Infectious diseases remain a serious problem that requires constant improvement of effective methods of therapy and prevention. Traditional vaccination methods provide a durable immune response, but require time to produce antibodies. Passive immunization using antibodies provides immediate protection, but is limited to a short period of antibody circulation in the body. Recombinant adeno-associated viral vector (rAAV) has low immunogenicity and the ability for prolonged gene expression in host cells, which ensures the induction of persistent immune protection and overcomes the limitations of other methods. These properties make it a promising platform for passive immunization and long-term protection against infectious agents. The use of rAAVs, which carry genes for specific neutralizing antibodies to protect against viral diseases such as influenza, coronaviruses and HIV, demonstrate high efficacy and safety in preclinical and clinical studies. The first phases of clinical trials of rAAV drugs for the prevention and treatment of HIV infection showed their safety and good tolerability.
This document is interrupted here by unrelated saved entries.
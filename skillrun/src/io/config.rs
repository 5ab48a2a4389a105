//! Agent configuration stored as TOML (`skillrun.toml`).

use std::collections::BTreeMap;
use std::env;
use std::fs;
use std::path::{Path, PathBuf};

use anyhow::{Context, Result, anyhow, bail};
use serde::{Deserialize, Serialize};
use tracing::debug;

use crate::core::prefilter::ZeroCandidateStrategy;
use crate::core::redaction::Scrubber;

pub const CONFIG_FILE_NAME: &str = "skillrun.toml";

#[derive(Debug, Clone, Copy, PartialEq, Eq, Serialize, Deserialize, Default, clap::ValueEnum)]
#[serde(rename_all = "snake_case")]
pub enum Provider {
    #[default]
    Anthropic,
    Gemini,
}

impl Provider {
    pub fn as_str(self) -> &'static str {
        match self {
            Provider::Anthropic => "anthropic",
            Provider::Gemini => "gemini",
        }
    }
}

/// How decisions are requested from the model.
#[derive(Debug, Clone, Copy, PartialEq, Eq, Serialize, Deserialize, Default)]
#[serde(rename_all = "snake_case")]
pub enum StructuredOutputMode {
    /// Plain prompt asking for a JSON object.
    JsonOnly,
    /// Offer the decision tool; fall back to the JSON prompt if the request fails.
    #[default]
    NativeWithJsonFallback,
    /// Force the decision tool.
    NativeOnly,
}

impl StructuredOutputMode {
    pub fn uses_native_tools(self) -> bool {
        !matches!(self, StructuredOutputMode::JsonOnly)
    }

    pub fn forces_tool_use(self) -> bool {
        matches!(self, StructuredOutputMode::NativeOnly)
    }
}

/// What to do when a `run_command` step exits non-zero.
#[derive(Debug, Clone, Copy, PartialEq, Eq, Serialize, Deserialize, Default)]
#[serde(rename_all = "snake_case")]
pub enum StepFailurePolicy {
    #[default]
    RetryOnceThenFallbackThenAbort,
    Abort,
}

impl StepFailurePolicy {
    pub fn retries_once(self) -> bool {
        matches!(self, StepFailurePolicy::RetryOnceThenFallbackThenAbort)
    }
}

/// Agent configuration (TOML). Missing fields take the defaults below.
#[derive(Debug, Clone, Serialize, Deserialize, PartialEq, Default)]
#[serde(default)]
pub struct AgentConfig {
    pub model: ModelConfig,
    pub runtime: RuntimeConfig,
    pub skills: SkillsConfig,
    pub logging: LoggingConfig,
    pub mcp: McpConfig,
    pub session: SessionConfig,
}

#[derive(Debug, Clone, Serialize, Deserialize, PartialEq, Eq)]
#[serde(default)]
pub struct ModelConfig {
    pub provider: Provider,
    pub name: String,
    pub max_tokens: u32,
    pub max_context_tokens: usize,
    pub response_headroom_tokens: usize,
    pub structured_output_mode: StructuredOutputMode,
    pub request_timeout_secs: u64,
    pub providers: ProvidersConfig,
}

impl Default for ModelConfig {
    fn default() -> Self {
        Self {
            provider: Provider::Anthropic,
            name: "claude-sonnet-4-5".to_string(),
            max_tokens: 4096,
            max_context_tokens: 32_000,
            response_headroom_tokens: 2_000,
            structured_output_mode: StructuredOutputMode::default(),
            request_timeout_secs: 120,
            providers: ProvidersConfig::default(),
        }
    }
}

#[derive(Debug, Clone, Serialize, Deserialize, PartialEq, Eq)]
#[serde(default)]
pub struct ProvidersConfig {
    pub anthropic: ProviderCredentialsConfig,
    pub gemini: ProviderCredentialsConfig,
}

impl Default for ProvidersConfig {
    fn default() -> Self {
        Self {
            anthropic: ProviderCredentialsConfig {
                api_key_env: "ANTHROPIC_API_KEY".to_string(),
                auth_token_env: Some("ANTHROPIC_AUTH_TOKEN".to_string()),
            },
            gemini: ProviderCredentialsConfig {
                api_key_env: "GEMINI_API_KEY".to_string(),
                auth_token_env: None,
            },
        }
    }
}

/// Names of the environment variables holding a provider's credentials.
#[derive(Debug, Clone, Serialize, Deserialize, PartialEq, Eq, Default)]
#[serde(default)]
pub struct ProviderCredentialsConfig {
    pub api_key_env: String,
    #[serde(skip_serializing_if = "Option::is_none")]
    pub auth_token_env: Option<String>,
}

#[derive(Debug, Clone, Serialize, Deserialize, PartialEq)]
#[serde(default)]
pub struct RuntimeConfig {
    pub shell_linux: String,
    pub shell_windows: String,
    /// Per-command timeout.
    pub timeout_secs: u64,
    pub max_turns: u32,
    pub max_llm_retries: u32,
    pub retry_base_delay_secs: f64,
    pub retry_max_delay_secs: f64,
    /// Upper bound on the actual sleep between model attempts.
    pub retry_sleep_cap_secs: f64,
    pub on_step_failure: StepFailurePolicy,
    /// Consecutive executed pure self-handoffs tolerated before recovery kicks in.
    pub self_handoff_recovery_threshold: u32,
    pub command_output_limit_bytes: usize,
}

impl Default for RuntimeConfig {
    fn default() -> Self {
        Self {
            shell_linux: "/bin/bash".to_string(),
            shell_windows: "pwsh".to_string(),
            timeout_secs: 120,
            max_turns: 8,
            max_llm_retries: 3,
            retry_base_delay_secs: 1.0,
            retry_max_delay_secs: 8.0,
            retry_sleep_cap_secs: 0.25,
            on_step_failure: StepFailurePolicy::default(),
            self_handoff_recovery_threshold: 1,
            command_output_limit_bytes: 1_000_000,
        }
    }
}

#[derive(Debug, Clone, Serialize, Deserialize, PartialEq)]
#[serde(default)]
pub struct SkillsConfig {
    pub dir: PathBuf,
    pub prefilter_top_k: usize,
    pub prefilter_min_score: f64,
    pub prefilter_zero_candidate_strategy: ZeroCandidateStrategy,
    pub disclosure_max_reference_bytes: usize,
    pub disclosure_max_reference_tokens: usize,
}

impl Default for SkillsConfig {
    fn default() -> Self {
        Self {
            dir: PathBuf::from("./skills"),
            prefilter_top_k: 8,
            prefilter_min_score: 55.0,
            prefilter_zero_candidate_strategy: ZeroCandidateStrategy::default(),
            disclosure_max_reference_bytes: 120_000,
            disclosure_max_reference_tokens: 4_000,
        }
    }
}

#[derive(Debug, Clone, Serialize, Deserialize, PartialEq, Eq)]
#[serde(default)]
pub struct LoggingConfig {
    pub jsonl_dir: PathBuf,
    pub sanitize_control_chars: bool,
    pub redact_secrets: bool,
    pub llm_transcript_enabled: bool,
    pub llm_transcript_filename: String,
}

impl Default for LoggingConfig {
    fn default() -> Self {
        Self {
            jsonl_dir: PathBuf::from("./runs"),
            sanitize_control_chars: true,
            redact_secrets: true,
            llm_transcript_enabled: true,
            llm_transcript_filename: "llm_transcript.log".to_string(),
        }
    }
}

impl LoggingConfig {
    pub fn scrubber(&self) -> Scrubber {
        Scrubber {
            sanitize_control_chars: self.sanitize_control_chars,
            redact_secrets: self.redact_secrets,
        }
    }
}

#[derive(Debug, Clone, Serialize, Deserialize, PartialEq, Eq)]
#[serde(default)]
pub struct McpConfig {
    pub enabled: bool,
    pub tool_call_timeout_secs: u64,
    pub servers: BTreeMap<String, McpServerConfig>,
}

impl Default for McpConfig {
    fn default() -> Self {
        Self {
            enabled: true,
            tool_call_timeout_secs: 60,
            servers: BTreeMap::new(),
        }
    }
}

/// A stdio MCP server launched as a child process.
#[derive(Debug, Clone, Serialize, Deserialize, PartialEq, Eq)]
pub struct McpServerConfig {
    pub command: String,
    #[serde(default)]
    pub args: Vec<String>,
    #[serde(default)]
    pub env: BTreeMap<String, String>,
    #[serde(default = "default_server_timeout_secs")]
    pub timeout_secs: u64,
}

fn default_server_timeout_secs() -> u64 {
    30
}

#[derive(Debug, Clone, Serialize, Deserialize, PartialEq, Eq)]
#[serde(default)]
pub struct SessionConfig {
    pub max_entries: usize,
    pub max_summary_chars: usize,
    pub max_context_tokens: usize,
}

impl Default for SessionConfig {
    fn default() -> Self {
        Self {
            max_entries: 12,
            max_summary_chars: 1200,
            max_context_tokens: 3000,
        }
    }
}

impl AgentConfig {
    pub fn validate(&self) -> Result<()> {
        if self.model.name.trim().is_empty() {
            return Err(anyhow!("model.name must be non-empty"));
        }
        if self.model.max_tokens == 0 {
            return Err(anyhow!("model.max_tokens must be > 0"));
        }
        if self.model.max_context_tokens == 0 {
            return Err(anyhow!("model.max_context_tokens must be > 0"));
        }
        if self.model.request_timeout_secs == 0 {
            return Err(anyhow!("model.request_timeout_secs must be > 0"));
        }
        if self.runtime.timeout_secs == 0 {
            return Err(anyhow!("runtime.timeout_secs must be > 0"));
        }
        if self.runtime.max_turns == 0 {
            return Err(anyhow!("runtime.max_turns must be > 0"));
        }
        for (field, value) in [
            ("runtime.retry_base_delay_secs", self.runtime.retry_base_delay_secs),
            ("runtime.retry_max_delay_secs", self.runtime.retry_max_delay_secs),
            ("runtime.retry_sleep_cap_secs", self.runtime.retry_sleep_cap_secs),
        ] {
            if !value.is_finite() || value < 0.0 {
                return Err(anyhow!("{field} must be a non-negative number"));
            }
        }
        if self.runtime.command_output_limit_bytes == 0 {
            return Err(anyhow!("runtime.command_output_limit_bytes must be > 0"));
        }
        if self.skills.prefilter_top_k == 0 {
            return Err(anyhow!("skills.prefilter_top_k must be > 0"));
        }
        if !(0.0..=100.0).contains(&self.skills.prefilter_min_score) {
            return Err(anyhow!("skills.prefilter_min_score must be within 0..=100"));
        }
        let transcript = self.logging.llm_transcript_filename.trim();
        if transcript.is_empty() || transcript.contains(['/', '\\']) {
            return Err(anyhow!(
                "logging.llm_transcript_filename must be a plain file name"
            ));
        }
        for (name, server) in &self.mcp.servers {
            if server.command.trim().is_empty() {
                return Err(anyhow!("mcp.servers.{name}.command must be non-empty"));
            }
            if server.timeout_secs == 0 {
                return Err(anyhow!("mcp.servers.{name}.timeout_secs must be > 0"));
            }
        }
        if self.mcp.tool_call_timeout_secs == 0 {
            return Err(anyhow!("mcp.tool_call_timeout_secs must be > 0"));
        }
        if self.session.max_entries == 0 {
            return Err(anyhow!("session.max_entries must be > 0"));
        }
        Ok(())
    }
}

/// Config file to use: the explicit path, else `./skillrun.toml`, else the
/// user config under `~/.config/skillrun/`. `None` means built-in defaults.
pub fn discover_config_path(explicit: Option<&Path>) -> Option<PathBuf> {
    if let Some(path) = explicit {
        return Some(path.to_path_buf());
    }
    let mut candidates = vec![PathBuf::from(CONFIG_FILE_NAME)];
    if let Some(home) = env::var_os("HOME") {
        candidates.push(
            PathBuf::from(home)
                .join(".config")
                .join("skillrun")
                .join("config.toml"),
        );
    }
    candidates.into_iter().find(|path| path.is_file())
}

/// Resolve and load the effective config. An explicit path must exist.
pub fn load_effective_config(explicit: Option<&Path>) -> Result<AgentConfig> {
    match discover_config_path(explicit) {
        Some(path) => {
            if !path.exists() {
                bail!("config file not found: {}", path.display());
            }
            debug!(path = %path.display(), "loading config");
            load_config(&path)
        }
        None => {
            let cfg = AgentConfig::default();
            cfg.validate()?;
            Ok(cfg)
        }
    }
}

/// Load config from a TOML file.
///
/// If the file is missing, returns `AgentConfig::default()`.
pub fn load_config(path: &Path) -> Result<AgentConfig> {
    if !path.exists() {
        let cfg = AgentConfig::default();
        cfg.validate()?;
        return Ok(cfg);
    }
    let contents = fs::read_to_string(path).with_context(|| format!("read {}", path.display()))?;
    let cfg: AgentConfig =
        toml::from_str(&contents).with_context(|| format!("parse {}", path.display()))?;
    cfg.validate()
        .with_context(|| format!("invalid config {}", path.display()))?;
    Ok(cfg)
}

/// Atomically write config to disk (temp file + rename).
pub fn write_config(path: &Path, cfg: &AgentConfig) -> Result<()> {
    cfg.validate()?;
    let mut buf = toml::to_string_pretty(cfg).context("serialize config toml")?;
    buf.push('\n');
    write_atomic(path, &buf)
}

/// Write the default config, refusing to replace an existing file unless `force`.
pub fn write_default_config(path: &Path, force: bool) -> Result<()> {
    if path.exists() && !force {
        bail!("config file already exists: {}", path.display());
    }
    write_config(path, &AgentConfig::default())
}

fn write_atomic(path: &Path, contents: &str) -> Result<()> {
    let parent = match path.parent() {
        Some(parent) if !parent.as_os_str().is_empty() => parent.to_path_buf(),
        _ => PathBuf::from("."),
    };
    fs::create_dir_all(&parent).with_context(|| format!("create directory {}", parent.display()))?;
    let tmp_path = path.with_extension("toml.tmp");
    fs::write(&tmp_path, contents)
        .with_context(|| format!("write temp config {}", tmp_path.display()))?;
    fs::rename(&tmp_path, path).with_context(|| format!("replace config {}", path.display()))?;
    Ok(())
}

/// Provider credentials resolved from the environment and `.env`.
#[derive(Debug, Clone, Default, PartialEq, Eq)]
pub struct Credentials {
    pub anthropic_api_key: Option<String>,
    pub anthropic_auth_token: Option<String>,
    pub gemini_api_key: Option<String>,
}

impl Credentials {
    /// Read the configured variables, falling back to `<dir>/.env`.
    pub fn discover(model: &ModelConfig, dotenv_dir: &Path) -> Self {
        let dotenv = read_dotenv(&dotenv_dir.join(".env"));
        let lookup = |name: Option<&str>| -> Option<String> {
            let name = name.filter(|name| !name.trim().is_empty())?;
            env::var(name)
                .ok()
                .or_else(|| dotenv.get(name).cloned())
                .map(|value| value.trim().to_string())
                .filter(|value| !value.is_empty())
        };
        Self {
            anthropic_api_key: lookup(Some(&model.providers.anthropic.api_key_env)),
            anthropic_auth_token: lookup(model.providers.anthropic.auth_token_env.as_deref()),
            gemini_api_key: lookup(Some(&model.providers.gemini.api_key_env)),
        }
    }

    pub fn is_configured(&self, provider: Provider) -> bool {
        match provider {
            Provider::Anthropic => {
                self.anthropic_api_key.is_some() || self.anthropic_auth_token.is_some()
            }
            Provider::Gemini => self.gemini_api_key.is_some(),
        }
    }
}

fn read_dotenv(path: &Path) -> BTreeMap<String, String> {
    let Ok(iter) = dotenvy::from_path_iter(path) else {
        return BTreeMap::new();
    };
    iter.filter_map(|item| item.ok()).collect()
}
Also, the expression of monoclonal antibodies specific to bacterial exotoxins (enterotoxin A, cytotoxin B, botulinum toxin A, etc.) in rAAV can be used to treat the corresponding bacterial infections (clostridia, botulism, etc.). This review examines current research using rAAV as an innovative strategy for the delivery and expression of genes encoding neutralizing antibodies to provide long-term protection against infectious diseases. A review of the above studies highlights the significance and promise of the use of rAAV in the fight against infectious diseases, and also points to the prospects for further research in this area.

Keywords:

Adeno-associated virus

AAV

monoclonal antibodies

neutralizing antibodies

vector immunoprophylaxis

delivery

passive immunization

infectious diseases

HIV

COVID

Authors:

Ryabova E.I.

Federal State Budget Institution «National Research Center for Epidemiology and Microbiology Named After Honorary Academician N.F. Gamaleya»;
Moscow State Academy of Veterinary Medicine and Biotechnology named after K.I. Scriabin

ORCID: 0000-0002-2687-5185

Derkaev A.A.

Federal State Budget Institution «National Research Center for Epidemiology and Microbiology Named After Honorary Academician N.F. Gamaleya»

ORCID: 0000-0003-3776-3856

Pimenov N.V.

Moscow State Academy of Veterinary Medicine and Biotechnology named after K.I. Scriabin

ORCID: 0000-0003-1658-1949

Esmagambetov I.B.

Federal State Budget Institution «National Research Center for Epidemiology and Microbiology Named After Honorary Academician N.F. Gamaleya»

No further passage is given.